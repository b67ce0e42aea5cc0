// Copyright 2026 the Proscenium Authors
// SPDX-License-Identifier: Apache-2.0 OR MIT

//! Scene ownership and the per-frame update pass.
//!
//! [`SceneManager`] owns three groups of scenes:
//!
//! - the **primary** scene, the single top-level behavior driving the
//!   application;
//! - **sub-scenes**, owned by the current primary and ended with it;
//! - **global scenes**, which survive primary changes.
//!
//! Each [`update`](SceneManager::update) call runs the primary first, then
//! sub-scenes in attach order, then global scenes. The sets visited in a
//! pass are snapshotted at the start of the pass: scenes attached during
//! the pass first update on the next call, while detached scenes receive no
//! further updates within the same pass.
//!
//! Scene callbacks receive a [`SceneContext`]. Structural operations
//! requested through it (`change_scene`, `attach`, `detach`) are queued and
//! applied by the manager immediately after the requesting callback
//! returns, which keeps mutation out of the borrow the callback holds.
//! The manager-level methods of the same names apply synchronously.
//!
//! The pass finishes by evaluating both stage graphs, so world transforms
//! and change lists are consistent before the host renders.

use alloc::boxed::Box;
use alloc::format;
use alloc::string::String;
use alloc::vec::Vec;
use core::fmt;

use crate::input::InputState;
use crate::scene::{ErrorSink, Scene, ScenePhase, SceneResult};
use crate::stage::{Stage, StageChanges};
use crate::stats::FrameStats;

/// The logical drawing surface, in stage coordinates.
#[derive(Clone, Copy, Debug, PartialEq)]
pub struct Canvas {
    width: f32,
    height: f32,
}

impl Canvas {
    /// Creates a canvas of the given size.
    #[must_use]
    pub const fn new(width: f32, height: f32) -> Self {
        Self { width, height }
    }

    /// Returns the width in stage coordinates.
    #[must_use]
    pub const fn width(&self) -> f32 {
        self.width
    }

    /// Returns the height in stage coordinates.
    #[must_use]
    pub const fn height(&self) -> f32 {
        self.height
    }

    /// Returns the center point.
    #[must_use]
    pub fn center(&self) -> kurbo::Point {
        kurbo::Point::new(f64::from(self.width) / 2.0, f64::from(self.height) / 2.0)
    }

    fn resize(&mut self, width: f32, height: f32) {
        self.width = width;
        self.height = height;
    }
}

/// Identifies an attached scene for later [`detach`](SceneContext::detach).
///
/// Handles are unique for the lifetime of a manager and never reused.
#[derive(Clone, Copy, Debug, PartialEq, Eq, Hash)]
pub struct SceneHandle(u64);

/// A structural operation queued by a scene callback.
enum PendingOp {
    ChangeScene(Box<dyn Scene>),
    Attach {
        handle: SceneHandle,
        scene: Box<dyn Scene>,
    },
    AttachGlobal {
        handle: SceneHandle,
        scene: Box<dyn Scene>,
    },
    Detach(SceneHandle),
}

/// Everything a scene callback can reach: the stage, this frame's input,
/// the canvas, frame statistics, and deferred scene operations.
pub struct SceneContext {
    stage: Stage,
    input: InputState,
    canvas: Canvas,
    stats: FrameStats,
    renderer_name: String,
    pending: Vec<PendingOp>,
    next_handle: u64,
}

impl fmt::Debug for SceneContext {
    fn fmt(&self, f: &mut fmt::Formatter<'_>) -> fmt::Result {
        f.debug_struct("SceneContext")
            .field("canvas", &self.canvas)
            .field("renderer_name", &self.renderer_name)
            .field("stats", &self.stats)
            .field("pending", &self.pending.len())
            .finish_non_exhaustive()
    }
}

^^^^

# How to complete this task:
What lines in the data hold the word "then"? Return them.

# Problem solution:
//! Each [`update`](SceneManager::update) call runs the primary first, then
//! sub-scenes in attach order, then global scenes. The sets visited in a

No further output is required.